Nothing
#' PCA controlling for LD for `gen_tibble` objects
#'
#' This function performs Principal Component Analysis on a `gen_tibble`, using
#' a fast truncated SVD with initial pruning and then iterative removal of
#' long-range LD regions. This function is a wrapper for
#' [bigsnpr::snp_autoSVD()]
#'
#' Using gt_pca_autoSVD requires a reasonably large dataset, as the function
#' iteratively removes regions of long range LD. If you encounter: 'Error in
#' rollmean(): Parameter 'size' is too large.', `roll_size` exceeds the number
#' of variants on at least one of your chromosomes. Try reducing 'roll_size' to
#' avoid this error.
#'
#' Note: rather than accessing these elements directly, it is better to use
#' `tidy` and `augment`. See [`gt_pca_tidiers`].
#'
#' @param x a `gen_tbl` object
#' @param k Number of singular vectors/values to compute. Default is `10`.
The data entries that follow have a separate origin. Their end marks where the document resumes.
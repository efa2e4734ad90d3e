// Copyright (c) 2018-2025  Brendan Molloy <brendan@bbqsrc.net>,
//                          Ilya Solovyiov <ilya.solovyiov@gmail.com>,
//                          Kai Ren <tyranron@gmail.com>
//
// Licensed under the Apache License, Version 2.0 <LICENSE-APACHE or
// http://www.apache.org/licenses/LICENSE-2.0> or the MIT license
// <LICENSE-MIT or http://opensource.org/licenses/MIT>, at your
// option. This file may not be copied, modified, or distributed
// except according to those terms.

//! Main TeamCity writer implementation.

use std::{
    io, mem,
    time::{SystemTime, UNIX_EPOCH},
};

use crate::{
    summary::{RunSummary, SummaryFormatter},
    writer::{Formatter, WriteStrExt as _},
    Error, Result, Status, Step, StepResult, Suite, Test,
};

use super::{
    cli::{Cli, Environment},
    failure,
    message::{self, ServiceMessage},
    state::{Phase, TestState},
};

/// [TeamCity service messages][1] [`Formatter`] writing into an
/// [`io::Write`] implementor.
///
/// Only the outcome of a whole [`Test`] is reported: [`Step`]s show up as
/// progress messages. Every message carries the `flowId` generated once on
/// construction, so TeamCity doesn't interleave concurrent runs of one agent.
///
/// [1]: https://www.jetbrains.com/help/teamcity/service-messages.html
#[derive(Debug)]
pub struct TeamCity<Out: io::Write> {
    /// [`io::Write`] implementor to output service messages into.
    output: Out,

    /// Build metadata attached to finished [`Test`]s.
    env: Environment,

    /// Identifier of the flow all the messages belong to.
    flow_id: String,

    /// Whether to add a `timestamp` to messages.
    timestamps: bool,

    /// Current [`Suite`].
    suite: Option<Suite>,

    /// [`Status`]es of the [`Test`]s of the current [`Suite`].
    suite_results: Vec<Status>,

    /// Current [`Test`].
    test: Option<TestState>,

    /// Current [`Step`].
    step: Option<Step>,

    /// Totals of the run so far.
    summary: RunSummary,
}

impl<Out: io::Write> TeamCity<Out> {
    /// Creates a new [`TeamCity`] writer outputting into the given `output`,
    /// taking build metadata from the process environment.
    #[must_use]
    pub fn new(output: Out) -> Self {
        let started = SystemTime::now()
            .duration_since(UNIX_EPOCH)
            .map_or(0.0, |d| d.as_secs_f64());
        Self {
            output,
            env: Environment::default(),
            flow_id: format!("Build{started:?}"),
            timestamps: false,
            suite: None,
            suite_results: Vec::new(),
            test: None,
            step: None,
            summary: RunSummary::new(),
        }
    }

    /// Sets the [`Environment`] to take build metadata from.
    #[must_use]
    pub fn with_environment(mut self, env: Environment) -> Self {
        self.env = env;
        self
    }

    /// Sets whether to add a `timestamp` to every message.
    #[must_use]
    pub fn with_timestamps(mut self, enabled: bool) -> Self {
        self.timestamps = enabled;
        self
    }

    /// Overrides the generated flow identifier.
    #[must_use]
    pub fn with_flow_id(mut self, id: impl Into<String>) -> Self {
        self.flow_id = id.into();
        self
    }

    /// Applies the given [`Cli`] options to this [`TeamCity`] writer.
    pub fn apply_cli(&mut self, cli: &Cli) {
        self.env = cli.environment();
        self.timestamps = cli.timestamps;
    }

    /// Returns the flow identifier of this writer.
    #[must_use]
    pub fn flow_id(&self) -> &str {
        &self.flow_id
    }

    /// Returns the totals of the run so far.
    #[must_use]
    pub const fn summary(&self) -> &RunSummary {
        &self.summary
    }

    /// Returns the underlying output.
    #[must_use]
    pub const fn output(&self) -> &Out {
        &self.output
    }

    /// Consumes this writer returning the underlying output.
    #[must_use]
    pub fn into_inner(self) -> Out {
        self.output
    }

    /// Writes the totals of the run rendered with the given
    /// [`SummaryFormatter`].
    ///
    /// # Errors
    ///
    /// If output fails to be written.
    pub fn write_summary(
        &mut self,
        formatter: &impl SummaryFormatter,
    ) -> Result<()> {
        self.output.write_str(formatter.format_run(&self.summary))?;
        self.output.flush()?;
        Ok(())
    }

    /// Writes the given [`ServiceMessage`] tagged with the flow identifier
    /// (and a timestamp, if enabled).
    fn emit(&mut self, msg: ServiceMessage) -> Result<()> {
        let mut msg = msg.attr("flowId", &self.flow_id);
        if self.timestamps {
            msg = msg.attr("timestamp", message::format_timestamp(SystemTime::now()));
        }
        self.output.write_line(msg.to_string())?;
        Ok(())
    }

    /// Emits `testFinished` of the current [`Test`] with the given
    /// [`Status`], preceded by `testFailed` describing the `failure`, if any.
    ///
    /// Build metadata is resolved before anything is written.
    fn finish_test(
        &mut self,
        status: Status,
        failure: Option<&StepResult>,
    ) -> Result<()> {
        let Some(state) = self.test.as_ref() else {
            return Ok(());
        };
        let name = state.test().name.clone();
        let duration = state.duration();
        let meta = self.env.resolve()?;

        if let Some(result) = failure.filter(|_| status == Status::Failed) {
            let msg = failure::compose_message(result, self.step.as_ref());
            self.emit(
                ServiceMessage::new("testFailed")
                    .attr("name", &name)
                    .attr("message", msg)
                    .attr("details", result.error_message.as_deref().unwrap_or_default()),
            )?;
        }
        self.emit(
            ServiceMessage::new("testFinished")
                .attr("name", &name)
                .attr("duration", format!("{:?}", duration.as_secs_f64()))
                .attr("outcome", status.as_str())
                .attr("framework", meta.framework)
                .attr("service", meta.service)
                .attr("environment", meta.environment),
        )?;

        tracing::debug!(test = %name, %status, "test finished");
        if let Some(state) = self.test.as_mut() {
            state.finish(status);
        }
        Ok(())
    }

    /// Concludes the current [`Test`], if any: a skipped one not reported
    /// yet gets its `testIgnored`, one with another terminal [`Status`] its
    /// `testFinished`, and the run totals are updated.
    fn close_test(&mut self) -> Result<()> {
        let pending = self
            .test
            .as_ref()
            .filter(|st| !st.is_reported())
            .map(|st| (st.status(), st.test().name.clone()));
        match pending {
            Some((Status::Skipped, name)) => {
                self.emit(
                    ServiceMessage::new("testIgnored")
                        .attr("name", name)
                        .attr("message", ""),
                )?;
                if let Some(state) = self.test.as_mut() {
                    state.ignore();
                }
            }
            Some((status, _)) if status.is_terminal() => {
                self.finish_test(status, None)?;
            }
            _ => {}
        }

        self.step = None;
        let Some(state) = self.test.take() else {
            return Ok(());
        };
        let status = match state.phase() {
            Phase::Finished(st) => st,
            Phase::Ignored => Status::Skipped,
            Phase::Running => {
                let status = state.status();
                tracing::warn!(
                    test = %state.test().name,
                    %status,
                    "test ended without a terminal status, not reported",
                );
                status
            }
        };
        let remaining = if status == Status::Untested {
            Status::Untested
        } else {
            Status::Skipped
        };
        self.summary.steps.add(remaining, state.remaining_steps());
        self.summary.scenarios.increment(status);
        self.suite_results.push(status);
        Ok(())
    }

    /// Counts the current [`Suite`], if any, into the run totals.
    fn close_suite(&mut self) -> Option<Suite> {
        let suite = self.suite.take()?;
        let results = mem::take(&mut self.suite_results);
        let any = |st| results.contains(&st);

        let status = if any(Status::Failed) {
            Status::Failed
        } else if any(Status::Undefined) {
            Status::Undefined
        } else if results.is_empty() || any(Status::Untested) {
            Status::Untested
        } else if any(Status::Passed) {
            Status::Passed
        } else {
            Status::Skipped
        };
        self.summary.features.increment(status);
        Some(suite)
    }
}

impl<Out: io::Write> Formatter for TeamCity<Out> {
    fn on_suite_start(&mut self, suite: &Suite) -> Result<()> {
        self.close_test()?;
        if let Some(prev) = self.close_suite() {
            tracing::warn!(suite = %prev.name, "suite started before the previous one ended");
            self.emit(ServiceMessage::new("testSuiteFinished").attr("name", &prev.name))?;
        }

        tracing::debug!(suite = %suite.name, "suite started");
        self.suite = Some(suite.clone());
        self.emit(ServiceMessage::new("testSuiteStarted").attr("name", &suite.name))
    }

    fn on_test_start(&mut self, test: &Test) -> Result<()> {
        self.close_test()?;

        tracing::debug!(test = %test.name, skipped = test.skipped, "test started");
        self.test = Some(TestState::new(test.clone()));
        self.emit(
            ServiceMessage::new("testStarted")
                .attr("name", &test.name)
                .attr("captureStandardOutput", "false"),
        )
    }

    fn on_step_start(&mut self, step: &Step) -> Result<()> {
        self.step = Some(step.clone());
        Ok(())
    }

    fn on_step_result(&mut self, result: &StepResult) -> Result<()> {
        let progress = format!("{:>6} {} ... ", result.keyword, result.name);
        self.emit(ServiceMessage::single("progressMessage", &progress))?;
        self.summary.steps.increment(result.status);

        let Some(state) = self.test.as_mut() else {
            tracing::warn!(step = %result.name, "step result outside of any test");
            return Ok(());
        };
        state.record(result);
        if state.is_reported() {
            return Ok(());
        }
        let status = state.status();
        if status == Status::Untested {
            return Ok(());
        }

        self.finish_test(status, Some(result))
    }

    fn on_end(&mut self) -> Result<()> {
        self.close_test()?;
        let suite = self.close_suite().ok_or(Error::NoSuite)?;

        tracing::debug!(suite = %suite.name, "suite finished");
        self.emit(ServiceMessage::new("testSuiteFinished").attr("name", &suite.name))?;
        self.output.flush()?;
        Ok(())
    }
}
#' **This algorithm should be used to compute a few singular vectors/values.**
#' @param fun_scaling Usually this can be left unset, as it defaults to
#' [bigsnpr::snp_scaleBinom()], which is the appropriate function for
#' biallelic SNPs. Alternatively it is possible to use custom function (see
#' [bigsnpr::snp_autoSVD()] for details.
#' @param total_var a boolean indicating whether to compute the total variance
#' of the matrix. Default is `TRUE`. Using `FALSE` will speed up computation,
#' but the total variance will not be stored in the output (and thus it will
#' not be possible to assign a proportion of variance explained to the
#' components).
#' @param roll_size Radius of rolling windows to smooth log-p-values. Default is
#' `50`.
#' @param int_min_size Minimum number of consecutive outlier SNPs in order to be
#' reported as long-range LD region. Default is `20`.
#' @param verbose Output some information on the iterations? Default is `TRUE`.
#' @param thr_r2 Threshold over the squared correlation between two SNPs.
#' Default is `0.2`. Use `NA` if you want to skip the clumping step. size
#' @param use_positions a boolean on whether the position is used to define
#' `size`, or whether the size should be in number of SNPs. Default is TRUE
#' @param size For one SNP, window size around this SNP to compute correlations.
#' Default is 100 / thr_r2 for clumping (0.2 -> 500; 0.1 -> 1000; 0.5 -> 200).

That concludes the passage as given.